Thank you, Eric. AstraZeneca and Transgene have developed a very productive collaborative relationship. Indeed, we have developed a fruitful working relationship with the team at AstraZeneca, and they have been very appreciative of Transgene's deep and long-standing expertise in developing unique oncolytic viruses. They are supporting Transgene with the aim to design oncolytic viruses able to express payload of interest to them that they believe will enhance the OVs' antitumor properties in an effective manner. Today, the first OV in this program has successfully completed the pre-development stage. This far- licensed option exercise is a validation of our innovative Invir.IO platform, and we are confident AstraZeneca will exercise further license options in the future. We hope that the resulting armed oncolytic virus immunotherapies will have the potential to provide cancer patients with better treatment options.
In parallel, we will continue the development of our proprietary Invir.IO pipeline and are looking forward to seeing novel oncolytic virus candidates progress into clinical development.
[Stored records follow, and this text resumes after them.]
//! Builders to construct containers and dispatchers from configuration.

mod container_builder;

pub use container_builder::{build_audit_sink, build_pool, build_queue};
//! Queue container: ordered foreground playback with a fallback background.

use std::sync::Arc;

use async_trait::async_trait;
use parking_lot::RwLock;
use serde_json::{Map, Value};
use tokio::sync::Mutex;

use crate::core::error::ContainerError;
use crate::core::module::{
    Evict, Module, ModuleHandle, ModuleRegistry, ParameterRequest, Remover, SnapshotEntry,
};
use crate::core::reconcile::{converge, ActivationPolicy, ContainerState, ReconcileLimits};
use crate::core::uid::{Uid, UidAllocator};

/// Ordered playback container.
///
/// At most one module is on top: the head of the client-controlled foreground
/// order, or the background module when the foreground is empty. The
/// background is demoted to suspended, never removed, purely by foreground
/// occupancy; it leaves only by explicit client action or by dying.
pub struct QueueContainer {
    modules: ModuleRegistry,
    backgrounds: ModuleRegistry,
    uids: UidAllocator,
    limits: ReconcileLimits,
    state: RwLock<ContainerState>,
    /// Serializes every mutation together with its convergence rounds.
    gate: Mutex<()>,
}

impl QueueContainer {
    /// Create a queue container from module and background registries.
    #[must_use]
    pub fn new(
        modules: ModuleRegistry,
        backgrounds: ModuleRegistry,
        uids: UidAllocator,
        limits: ReconcileLimits,
    ) -> Arc<Self> {
        Arc::new(Self {
            modules,
            backgrounds,
            uids,
            limits,
            state: RwLock::new(ContainerState::default()),
            gate: Mutex::new(()),
        })
    }

    fn remover(self: &Arc<Self>, uid: Uid) -> Remover {
        let target = Arc::clone(self) as Arc<dyn Evict>;
        Remover::new(Arc::downgrade(&target), uid)
    }

    async fn converge(&self) {
        converge(&self.state, ActivationPolicy::ExclusiveTop, self.limits).await;
    }

    /// Construct a module of `kind` and append it to the end of the
    /// foreground order.
    ///
    /// Construction happens before the mutation gate is taken and may
    /// suspend; a construction failure propagates and the half-built module
    /// never joins the container.
    pub async fn add(self: &Arc<Self>, kind: &str, args: Value) -> Result<Uid, ContainerError> {
        let factory = self
            .modules
            .get(kind)
            .ok_or_else(|| ContainerError::UnrecognizedKind(kind.to_owned()))?;
        let uid = self.uids.allocate();
        let instance = factory
            .construct(args, self.remover(uid.clone()))
            .await
            .map_err(ContainerError::Construction)?;

        let _gate = self.gate.lock().await;
        self.state.write().foreground.push(ModuleHandle {
            uid: uid.clone(),
            instance,
        });
        tracing::info!(uid = %uid, kind, "module queued");
        self.converge().await;
        Ok(uid)
    }

    /// Construct a background module of `kind` and install it in the
    /// background slot.
    ///
    /// A previously installed background handle is only displaced in the data
    /// structure here; the convergence diff of this same call removes it.
    pub async fn set_background(
        self: &Arc<Self>,
        kind: &str,
        args: Value,
    ) -> Result<Uid, ContainerError> {
        let factory = self
            .backgrounds
            .get(kind)
            .ok_or_else(|| ContainerError::UnrecognizedKind(kind.to_owned()))?;
        let uid = self.uids.allocate();
        let instance = factory
            .construct(args, self.remover(uid.clone()))
            .await
            .map_err(ContainerError::Construction)?;

        let _gate = self.gate.lock().await;
        self.state.write().background = Some(ModuleHandle {
            uid: uid.clone(),
            instance,
        });
        tracing::info!(uid = %uid, kind, "background installed");
        self.converge().await;
        Ok(uid)
    }

    /// Remove every matching handle from the foreground and, on match, clear
    /// the background. Unknown uids are ignored.
    pub async fn remove(&self, uids: &[Uid]) {
        let _gate = self.gate.lock().await;
        {
            let mut state = self.state.write();
            state.foreground.retain(|h| !uids.contains(&h.uid));
            if state
                .background
                .as_ref()
                .is_some_and(|bg| uids.contains(&bg.uid))
            {
                state.background = None;
            }
        }
        tracing::debug!(count = uids.len(), "removal requested");
        self.converge().await;
    }

    /// Reorder the foreground so the given uids come first, in the given
    /// order, followed by the remaining handles in their prior relative
    /// order. Unknown uids are ignored.
    pub async fn reorder(&self, uids: &[Uid]) {
        let _gate = self.gate.lock().await;
        {
            let mut state = self.state.write();
            let mut rest = std::mem::take(&mut state.foreground);
            let mut fronted = Vec::with_capacity(rest.len());
            for uid in uids {
                if let Some(pos) = rest.iter().position(|h| &h.uid == uid) {
                    fronted.push(rest.remove(pos));
                }
            }
            fronted.append(&mut rest);
            state.foreground = fronted;
        }
        self.converge().await;
    }

    /// Clear the foreground and background entirely. This is the graceful
    /// shutdown path.
    pub async fn clear(&self) {
        let _gate = self.gate.lock().await;
        {
            let mut state = self.state.write();
            state.foreground.clear();
            state.background = None;
        }
        tracing::info!("clearing queue container");
        self.converge().await;
    }

    /// Snapshot of the current foreground order.
    ///
    /// Gate-free: may observe state an in-flight mutation has not yet
    /// reconciled externally.
    #[must_use]
    pub fn snapshot(&self, params: &ParameterRequest) -> Vec<SnapshotEntry> {
        self.state
            .read()
            .foreground
            .iter()
            .map(|h| h.snapshot(params))
            .collect()
    }

    /// Snapshot of the current background, if any. Gate-free.
    #[must_use]
    pub fn background_snapshot(&self, params: &ParameterRequest) -> Option<SnapshotEntry> {
        self.state
            .read()
            .background
            .as_ref()
            .map(|h| h.snapshot(params))
    }

    fn find(&self, uid: &Uid) -> Result<Arc<dyn Module>, ContainerError> {
        self.state
            .read()
            .foreground
            .iter()
            .find(|h| &h.uid == uid)
            .map(|h| Arc::clone(&h.instance))
            .ok_or_else(|| ContainerError::NotFound(uid.clone()))
    }

    fn find_background(&self, uid: &Uid) -> Result<Arc<dyn Module>, ContainerError> {
        let state = self.state.read();
        let bg = state
            .background
            .as_ref()
            .ok_or(ContainerError::NoBackground)?;
        if &bg.uid != uid {
            return Err(ContainerError::BackgroundMismatch(uid.clone()));
        }
        Ok(Arc::clone(&bg.instance))
    }

    /// Forward an application-level command to the foreground module with
    /// `uid`. Involves a transaction with the module and may take a while, in
    /// contrast to [`QueueContainer::ask`].
    pub async fn tell(
        &self,
        uid: &Uid,
        cmd: &str,
        args: Value,
    ) -> Result<Value, ContainerError> {
        let instance = self.find(uid)?;
        instance.tell(cmd, args).await.map_err(ContainerError::Module)
    }

    /// Forward an application-level command to the current background.
    pub async fn tell_background(
        &self,
        uid: &Uid,
        cmd: &str,
        args: Value,
    ) -> Result<Value, ContainerError> {
        let instance = self.find_background(uid)?;
        instance.tell(cmd, args).await.map_err(ContainerError::Module)
    }

    /// Read named parameters from the foreground module with `uid`.
    pub fn ask(&self, uid: &Uid, names: &[String]) -> Result<Map<String, Value>, ContainerError> {
        Ok(self.find(uid)?.read_parameters(names))
    }

    /// Read named parameters from the current background.
    pub fn ask_background(
        &self,
        uid: &Uid,
        names: &[String],
    ) -> Result<Map<String, Value>, ContainerError> {
        Ok(self.find_background(uid)?.read_parameters(names))
    }

    /// Kinds that can be added to the foreground.
    #[must_use]
    pub fn kinds(&self) -> Vec<String> {
        self.modules.kinds()
    }

    /// Kinds that can be installed as the background.
    #[must_use]
    pub fn background_kinds(&self) -> Vec<String> {
        self.backgrounds.kinds()
    }
}

#[async_trait]
impl Evict for QueueContainer {
    async fn evict(&self, uid: Uid) {
        let _gate = self.gate.lock().await;
        {
            let mut state = self.state.write();
            state.foreground.retain(|h| h.uid != uid);
            if state.background.as_ref().is_some_and(|bg| bg.uid == uid) {
                state.background = None;
            }
        }
        tracing::info!(uid = %uid, "module evicted itself");
        self.converge().await;
    }
}
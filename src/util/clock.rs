//! Wall-clock helpers.

use std::time::{SystemTime, UNIX_EPOCH};

/// Current wall-clock time in milliseconds since the Unix epoch.
#[must_use]
pub fn now_ms() -> u128 {
    SystemTime::now()
        .duration_since(UNIX_EPOCH)
        .map_or(0, |d| d.as_millis())
}
//! Configuration models for containers and audit backends.

mod container;

pub use container::{AuditBackendConfig, AuditConfig, ContainerConfig, ServiceConfig};
/*
[INPUT]:  Protocol vocabulary (markets, channel privacy, logical connections)
[OUTPUT]: Typed Rust enums with serialization support
[POS]:    Data layer - type definitions shared by config, auth and ws layers
[UPDATE]: When a market or logical connection is added
*/

pub mod enums;

pub use enums::*;
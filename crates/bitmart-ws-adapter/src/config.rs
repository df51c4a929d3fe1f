/*
[INPUT]:  YAML configuration file or programmatic overrides
[OUTPUT]: Parsed WebSocket client configuration and endpoint resolution
[POS]:    Configuration layer - client setup
[UPDATE]: When adding new configuration options or endpoints
*/

use std::collections::HashMap;
use std::path::Path;
use std::time::Duration;

use serde::{Deserialize, Serialize};
use url::Url;

use crate::auth::{Credentials, MessageSigner};
use crate::error::{BitmartError, Result};
use crate::types::ConnectionKey;

const SPOT_PUBLIC_URL: &str = "wss://ws-manager-compress.bitmart.com/api?protocol=1.1";
const SPOT_PRIVATE_URL: &str = "wss://ws-manager-compress.bitmart.com/user?protocol=1.1";
const FUTURES_PUBLIC_URL: &str = "wss://openapi-ws-v2.bitmart.com/api?protocol=1.1";
const FUTURES_PRIVATE_URL: &str = "wss://openapi-ws-v2.bitmart.com/user?protocol=1.1";

/// Configuration for the multiplexed WebSocket client
#[derive(Debug, Clone, Deserialize, Serialize)]
pub struct WsClientConfig {
    /// Required only for private connections
    #[serde(default)]
    pub credentials: Option<Credentials>,
    /// Validity window of the auth signature
    #[serde(default = "default_recv_window_ms")]
    pub recv_window_ms: u64,
    /// Replaces the production endpoint of every key
    #[serde(default)]
    pub ws_url: Option<String>,
    /// Per-key endpoint, takes precedence over `ws_url`
    #[serde(default)]
    pub url_overrides: HashMap<ConnectionKey, String>,
    /// Keys missing here send all topics in a single request
    #[serde(default)]
    pub max_topics_per_message: HashMap<ConnectionKey, usize>,
    /// Upper bound on opening a socket
    #[serde(default = "default_connect_timeout_ms")]
    pub connect_timeout_ms: u64,
    #[serde(default = "default_heartbeat_interval_ms")]
    pub heartbeat_interval_ms: u64,
    #[serde(default = "default_pong_timeout_ms")]
    pub pong_timeout_ms: u64,
    #[serde(default = "default_auth_timeout_ms")]
    pub auth_timeout_ms: u64,
    #[serde(default = "default_reconnect_base_delay_ms")]
    pub reconnect_base_delay_ms: u64,
    #[serde(default = "default_reconnect_max_delay_ms")]
    pub reconnect_max_delay_ms: u64,
    #[serde(skip)]
    pub sign_message: MessageSigner,
}

impl Default for WsClientConfig {
    fn default() -> Self {
        Self {
            credentials: None,
            recv_window_ms: default_recv_window_ms(),
            ws_url: None,
            url_overrides: HashMap::new(),
            max_topics_per_message: HashMap::new(),
            connect_timeout_ms: default_connect_timeout_ms(),
            heartbeat_interval_ms: default_heartbeat_interval_ms(),
            pong_timeout_ms: default_pong_timeout_ms(),
            auth_timeout_ms: default_auth_timeout_ms(),
            reconnect_base_delay_ms: default_reconnect_base_delay_ms(),
            reconnect_max_delay_ms: default_reconnect_max_delay_ms(),
            sign_message: MessageSigner::default(),
        }
    }
}

fn default_recv_window_ms() -> u64 {
    5_000
}

fn default_connect_timeout_ms() -> u64 {
    10_000
}

fn default_heartbeat_interval_ms() -> u64 {
    10_000
}

fn default_pong_timeout_ms() -> u64 {
    1_000
}

fn default_auth_timeout_ms() -> u64 {
    10_000
}

fn default_reconnect_base_delay_ms() -> u64 {
    500
}

fn default_reconnect_max_delay_ms() -> u64 {
    30_000
}

impl WsClientConfig {
    /// Load configuration from YAML file
    pub fn from_file(path: impl AsRef<Path>) -> Result<Self> {
        let content = std::fs::read_to_string(path)?;
        Self::from_yaml(&content)
    }

    pub fn from_yaml(content: &str) -> Result<Self> {
        let config: Self = serde_yaml::from_str(content)?;
        config.validate()?;
        Ok(config)
    }

    pub fn with_credentials(mut self, credentials: Credentials) -> Self {
        self.credentials = Some(credentials);
        self
    }

    pub fn with_sign_message(mut self, signer: MessageSigner) -> Self {
        self.sign_message = signer;
        self
    }

    pub fn with_max_topics_per_message(mut self, key: ConnectionKey, max: usize) -> Self {
        self.max_topics_per_message.insert(key, max);
        self
    }

    pub fn with_url_override(mut self, key: ConnectionKey, url: impl Into<String>) -> Self {
        self.url_overrides.insert(key, url.into());
        self
    }

    pub fn validate(&self) -> Result<()> {
        if let Some((key, _)) = self.max_topics_per_message.iter().find(|(_, max)| **max == 0) {
            return Err(BitmartError::Config(format!(
                "max_topics_per_message for {key} must be greater than zero"
            )));
        }
        if self.connect_timeout_ms == 0 {
            return Err(BitmartError::Config(
                "connect_timeout_ms must be greater than zero".to_string(),
            ));
        }
        if self.heartbeat_interval_ms == 0 {
            return Err(BitmartError::Config(
                "heartbeat_interval_ms must be greater than zero".to_string(),
            ));
        }
        if self.reconnect_base_delay_ms > self.reconnect_max_delay_ms {
            return Err(BitmartError::Config(
                "reconnect_base_delay_ms exceeds reconnect_max_delay_ms".to_string(),
            ));
        }
        Ok(())
    }

    /// Endpoint for a key: per-key override, then global override, then production.
    pub fn url_for(&self, key: ConnectionKey) -> Result<Url> {
        let raw = self
            .url_overrides
            .get(&key)
            .or(self.ws_url.as_ref())
            .map(String::as_str)
            .unwrap_or_else(|| production_url(key));

        Url::parse(raw).map_err(|e| BitmartError::UnresolvedEndpoint {
            key,
            reason: format!("{raw}: {e}"),
        })
    }

    pub fn max_topics_for(&self, key: ConnectionKey) -> Option<usize> {
        self.max_topics_per_message.get(&key).copied()
    }

    pub fn connect_timeout(&self) -> Duration {
        Duration::from_millis(self.connect_timeout_ms)
    }

    pub fn heartbeat_interval(&self) -> Duration {
        Duration::from_millis(self.heartbeat_interval_ms)
    }

    pub fn pong_timeout(&self) -> Duration {
        Duration::from_millis(self.pong_timeout_ms)
    }

    pub fn auth_timeout(&self) -> Duration {
        Duration::from_millis(self.auth_timeout_ms)
    }
}

pub fn production_url(key: ConnectionKey) -> &'static str {
    match key {
        ConnectionKey::SpotPublic => SPOT_PUBLIC_URL,
        ConnectionKey::SpotPrivate => SPOT_PRIVATE_URL,
        ConnectionKey::FuturesPublic => FUTURES_PUBLIC_URL,
        ConnectionKey::FuturesPrivate => FUTURES_PRIVATE_URL,
    }
}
With that, we will now take your questions.
Thank you very much. If you would like to ask a question on today's call, please press star one on your telephone keypads now, please. Please ensure your line is unmuted and then I will introduce you into the call. On the phone, that's star one on your telephone keypad now, please. Okay, it doesn't look like we have any questions on the phone at the moment. Just as a reminder, it is star one on your telephone keypads now. Again, there are no questions coming through, so I'll hand you back over to the host.
Sure. Thank you. Thanks for your time and your interest. I think the communication is very straightforward, and probably that's why we don't have any questions today. To conclude, we are very pleased that AstraZeneca has exercised its first license option for an oncolytic virus generated by Transgene Invir.IO platform, leading to them making an $8 million payment to Transgene. This milestone, which is part of an important collaboration with AstraZeneca, further validates the potential of our novel Invir.IO oncolytic virus platform and its unique capabilities. We are looking forward to seeing this exciting OV candidate progress into clinical development. Today's news concludes a very positive year for Transgene, which started with the acceleration in clinical trials in H1, the very promising data for individualized antigen vaccine Myvac, and now this option exercise from AstraZeneca.
I'm sure that 2022 will be another year of important value-adding developments for Transgene. Thank you for your time.
Thank you very much for joining today's call. You may now disconnect your handsets. Hosts, please stay on the line. Thank you.